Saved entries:
+ + + + + + +

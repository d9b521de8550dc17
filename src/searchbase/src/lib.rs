// Copyright 2025 Searchbase Authors
//
// Licensed under the Apache License, Version 2.0 (the "License");
// you may not use this file except in compliance with the License.
// You may obtain a copy of the License at
//
//     https://www.apache.org/licenses/LICENSE-2.0
//
// Unless required by applicable law or agreed to in writing, software
// distributed under the License is distributed on an "AS IS" BASIS,
// WITHOUT WARRANTIES OR CONDITIONS OF ANY KIND, either express or implied.
// See the License for the specific language governing permissions and
// limitations under the License.

//! Searchbase Client Library for Rust
//!
//! This crate contains the clients to interact with a Searchbase cluster
//! over its REST API. Most applications create one [Searchbase] client
//! (or one [blocking::Searchbase] client) and reuse it:
//!
//! ```
//! # tokio_test::block_on(async {
//! use searchbase::Searchbase;
//! let client = Searchbase::builder()
//!     .with_endpoint("http://localhost:9200")
//!     .build()
//!     .await?;
//! # searchbase::client_builder::Result::<()>::Ok(()) });
//! ```
//!
//! The feature areas of the service are grouped behind namespace clients,
//! obtained from accessor methods on the root client:
//!
//! ```
//! # use searchbase::Searchbase;
//! async fn example(client: &Searchbase) -> searchbase::Result<()> {
//!     use searchbase::options::RequestOptions;
//!     let response = client
//!         .ilm()
//!         .get_lifecycle("logs-policy", RequestOptions::new())
//!         .await?;
//!     println!("policy = {:?}", response.body());
//!     Ok(())
//! }
//! ```

/// The result type used by all request methods.
pub use sbx::Result;
/// The error type for requests that could not be built or sent.
pub use sbx::error::Error;

pub use crate::client::{ClientBuilder, Searchbase};

pub mod blocking;
pub mod client;

pub mod autoscaling;
pub mod ccr;
pub mod enrich;
pub mod eql;
pub mod graph;
pub mod ilm;
pub mod ingest;
pub mod license;
pub mod monitoring;
pub mod ssl;
pub mod transform;
pub mod xpack;

/// Client construction errors and results.
pub mod client_builder {
    pub use sbx::client_builder::{Error, Result};
}
/// Credential types used to authenticate requests.
pub mod credentials {
    pub use sbx::credentials::Credentials;
}
/// Errors reported while building or sending requests.
pub mod error {
    pub use sbx::error::{ApiError, Error, ErrorCause, ErrorDetails};
}
/// Newline-delimited request bodies.
pub mod ndjson {
    pub use sbx::ndjson::NdBody;
}
/// Per-request options: query parameters, headers, and overrides.
pub mod options {
    pub use sbx::options::RequestOptions;
    pub use sbx::params::Params;
}
/// Response envelope with status and headers.
pub mod response {
    pub use sbx::response::{Parts, Response};
}
/// Path targets: index names, identifiers, and lists thereof.
pub mod target {
    pub use sbx::target::Target;
}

+ + + + + + +

What you have to do: If a line in the data contains the string "under", copy it.

Finished exercise:
// Licensed under the Apache License, Version 2.0 (the "License");
// distributed under the License is distributed on an "AS IS" BASIS,
// limitations under the License.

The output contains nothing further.